** ACTIVITY **
Give back exactly the lines spanning from the one containing "fn status(&self) ->" to the final line of the records below, and no others.

** STUDY MATERIAL **
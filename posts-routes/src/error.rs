use axum::http::StatusCode;
use engine::error::StatusMapping;

#[derive(Debug, thiserror::Error)]
pub enum PostServiceError {
    #[error("credential is missing or could not be verified")]
    Unauthorized,
    #[error("the requested post does not exist")]
    NotFound,
    #[error("post id does not match the stored post")]
    PostRequiredId,
    #[error("creator id does not match the post's creator")]
    PostRequiredCreatorId,
    #[error("post storage failed")]
    Repository,
}

impl StatusMapping for PostServiceError {
    fn status(&self) -> StatusCode {
        match self {
            PostServiceError::Unauthorized => StatusCode::UNAUTHORIZED,
            PostServiceError::NotFound => StatusCode::NOT_FOUND,
            PostServiceError::PostRequiredId | PostServiceError::PostRequiredCreatorId => {
                StatusCode::FORBIDDEN
            }
            PostServiceError::Repository => StatusCode::INTERNAL_SERVER_ERROR,
        }
    }
}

** RESULT FOR THIS TASK **
    fn status(&self) -> StatusCode {
        match self {
            PostServiceError::Unauthorized => StatusCode::UNAUTHORIZED,
            PostServiceError::NotFound => StatusCode::NOT_FOUND,
            PostServiceError::PostRequiredId | PostServiceError::PostRequiredCreatorId => {
                StatusCode::FORBIDDEN
            }
            PostServiceError::Repository => StatusCode::INTERNAL_SERVER_ERROR,
        }
    }
}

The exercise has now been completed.